A. Le Programme des travailleurs étrangers temporaires

À la suite des réformes apportées en juin 2014, le PTET ne comprend désormais que les volets de permis de travail en vertu desquels des travailleurs étrangers temporaires peuvent entrer au Canada à la demande d’un employeur qui a subi avec succès un examen du marché du travail connu sous le nom d’étude d’impact sur le marché du travail (EIMT).
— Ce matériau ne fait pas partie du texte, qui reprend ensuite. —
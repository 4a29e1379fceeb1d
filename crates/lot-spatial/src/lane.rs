//! Static per-cell lane markers.
//!
//! Each cell carries a mask of the directions a vehicle standing on it may
//! move in.  A marker with exactly one option forces the move; with more
//! than one the vehicle steers toward its target.  Cells with no options
//! (slots, trees, the space between aisles) are never entered by lane
//! movement.

use lot_core::{Cell, Direction};

use crate::LotLayout;

/// Permitted directions out of one cell.
#[derive(Copy, Clone, PartialEq, Eq, Debug, Default)]
#[cfg_attr(feature = "serde", derive(serde::Serialize, serde::Deserialize))]
pub struct LaneMarker {
    pub up:    bool,
    pub right: bool,
    pub down:  bool,
    pub left:  bool,
}

impl LaneMarker {
    /// A marker that permits nothing.
    pub const CLOSED: LaneMarker = LaneMarker { up: false, right: false, down: false, left: false };

    #[inline]
    pub fn allows(self, dir: Direction) -> bool {
        match dir {
            Direction::Up    => self.up,
            Direction::Right => self.right,
            Direction::Down  => self.down,
            Direction::Left  => self.left,
        }
    }

    /// Number of permitted directions (0–4).
    #[inline]
    pub fn option_count(self) -> u8 {
        self.up as u8 + self.right as u8 + self.down as u8 + self.left as u8
    }

    /// Permitted directions in priority order up → right → down → left.
    pub fn directions(self) -> impl Iterator<Item = Direction> {
        Direction::ALL.into_iter().filter(move |&d| self.allows(d))
    }

    /// The single permitted direction, if the move is forced.
    #[inline]
    pub fn forced(self) -> Option<Direction> {
        if self.option_count() == 1 { self.directions().next() } else { None }
    }

    fn without(mut self, dir: Direction) -> Self {
        match dir {
            Direction::Up    => self.up = false,
            Direction::Right => self.right = false,
            Direction::Down  => self.down = false,
            Direction::Left  => self.left = false,
        }
        self
    }
}

/// Immutable table of lane markers for every cell of the lot.
#[derive(Clone, Debug)]
pub struct LaneTable {
    layout:  LotLayout,
    markers: Vec<LaneMarker>,
}

impl LaneTable {
    /// Evaluate the layout's lane rules for every cell.  Directions that
    /// would step off the grid are masked off; tree cells stay closed.
    pub fn build(layout: LotLayout) -> Self {
        let trees = layout.tree_cells();
        let markers = layout
            .cells()
            .map(|cell| {
                if trees.contains(&cell) {
                    return LaneMarker::CLOSED;
                }
                Direction::ALL.into_iter().fold(layout.lane_rule(cell), |m, dir| {
                    if layout.contains(cell.step(dir)) { m } else { m.without(dir) }
                })
            })
            .collect();
        Self { layout, markers }
    }

    /// Marker at `cell`.  Off-grid cells are closed.
    #[inline]
    pub fn marker(&self, cell: Cell) -> LaneMarker {
        self.layout
            .index_of(cell)
            .map_or(LaneMarker::CLOSED, |i| self.markers[i])
    }

    pub fn layout(&self) -> LotLayout {
        self.layout
    }
}
//! JSON shapes consumed by the visual frontend and the results page.

use std::fs;
use std::path::Path;

use lot_sim::ParkingLot;
use serde::{Deserialize, Serialize};

use crate::OutputResult;

/// One placed vehicle.  `x` is the column, `z` the row.
#[derive(Debug, Clone, Copy, PartialEq, Eq, Serialize, Deserialize)]
pub struct VehicleAgent {
    pub index: u32,
    pub x:     i32,
    pub z:     i32,
}

/// One slot indicator.  `status` is Free 0, Reserved 1, Occupied 2.
#[derive(Debug, Clone, Copy, PartialEq, Eq, Serialize, Deserialize)]
pub struct LightAgent {
    pub index:  u32,
    pub status: u8,
}

/// Everything the frontend needs to draw one tick.
#[derive(Debug, Clone, PartialEq, Eq, Default, Serialize, Deserialize)]
#[serde(rename_all = "camelCase")]
pub struct LotFrame {
    pub vehicle_agents: Vec<VehicleAgent>,
    pub light_agents:   Vec<LightAgent>,
}

impl LotFrame {
    /// Placed vehicles and every slot, in registration order.
    pub fn capture(lot: &ParkingLot) -> Self {
        let vehicle_agents = lot
            .vehicle_positions()
            .filter_map(|(id, pos, _)| {
                pos.map(|c| VehicleAgent { index: id.0, x: c.col, z: c.row })
            })
            .collect();
        let light_agents = lot
            .slot_statuses()
            .map(|(id, status)| LightAgent { index: id.0, status: status.code() })
            .collect();
        Self { vehicle_agents, light_agents }
    }

    pub fn to_json(&self) -> OutputResult<String> {
        Ok(serde_json::to_string(self)?)
    }

    pub fn write_json(&self, path: &Path) -> OutputResult<()> {
        fs::write(path, serde_json::to_vec_pretty(self)?)?;
        Ok(())
    }
}

/// Aggregate results of a run.
#[derive(Debug, Clone, Copy, PartialEq, Serialize, Deserialize)]
pub struct ParkResults {
    /// Mean ticks-to-park of vehicles without a reservation; 0 with no samples.
    pub avg_unreserved_ticks: f64,
    /// Mean ticks-to-park of vehicles with a reservation; 0 with no samples.
    pub avg_reserved_ticks:   f64,
    pub parked_unreserved:    usize,
    pub parked_reserved:      usize,
    pub expired_reservations: u64,
}

impl ParkResults {
    pub fn capture(lot: &ParkingLot) -> Self {
        Self {
            avg_unreserved_ticks: lot.stats.mean_unreserved(),
            avg_reserved_ticks:   lot.stats.mean_reserved(),
            parked_unreserved:    lot.unreserved_latencies().len(),
            parked_reserved:      lot.reserved_latencies().len(),
            expired_reservations: lot.expired_reservations(),
        }
    }

    pub fn to_json(&self) -> OutputResult<String> {
        Ok(serde_json::to_string_pretty(self)?)
    }
}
Le PTET est, à cet égard, différent du Programme de mobilité internationale, qui, contrairement au PTET, ne requiert pas une EIMT et a pour objet de favoriser les intérêts économiques et culturels du Canada, plutôt que de simplement pallier des pénuries sur le marché du travail. Emploi et Développement social Canada (EDSC) est le ministère responsable du PTET, tandis qu’Immigration, Réfugiés et Citoyenneté Canada (IRCC) est responsable du Programme de mobilité internationale[3].

Le PTET comporte quatre volets auxquels les employeurs peuvent s’inscrire : le volet des salaires élevés, le volet des bas salaires, le volet de l’agriculture primaire et le volet à l’appui de la résidence permanente. Chaque volet comporte des exigences que les employeurs doivent satisfaire.

Le volet des salaires élevés vise les postes dont le salaire offert est égal ou supérieur au salaire horaire médian de la province ou du territoire[4], tandis que le volet des bas salaires vise les postes dont le salaire offert est inférieur au salaire horaire médian de la province ou du territoire.

Le volet de l’agriculture primaire permet aux employeurs d’embaucher des travailleurs migrants de n’importe quel pays pour occuper des postes dans le domaine de l’agriculture primaire sur la ferme pendant au plus 24 mois. Ce volet inclut le Programme des travailleurs agricoles saisonniers (PTAS), par lequel les employeurs peuvent embaucher de la main-d’œuvre en provenance du Mexique et de différents pays des Antilles visés par des ententes bilatérales internationales. Les travailleurs migrants ne peuvent, dans le cadre du PTAS, travailler au Canada qu’un maximum de huit mois, de janvier à la mi‑décembre.

Enfin, dans le volet à l’appui de la résidence permanente, les employeurs peuvent s’inscrire au PTET pour obtenir une EIMT afin d’appuyer une demande de résidence permanente, ou comme moyen de permettre à un ressortissant étranger de travailler au Canada pendant qu’il demande la résidence permanente.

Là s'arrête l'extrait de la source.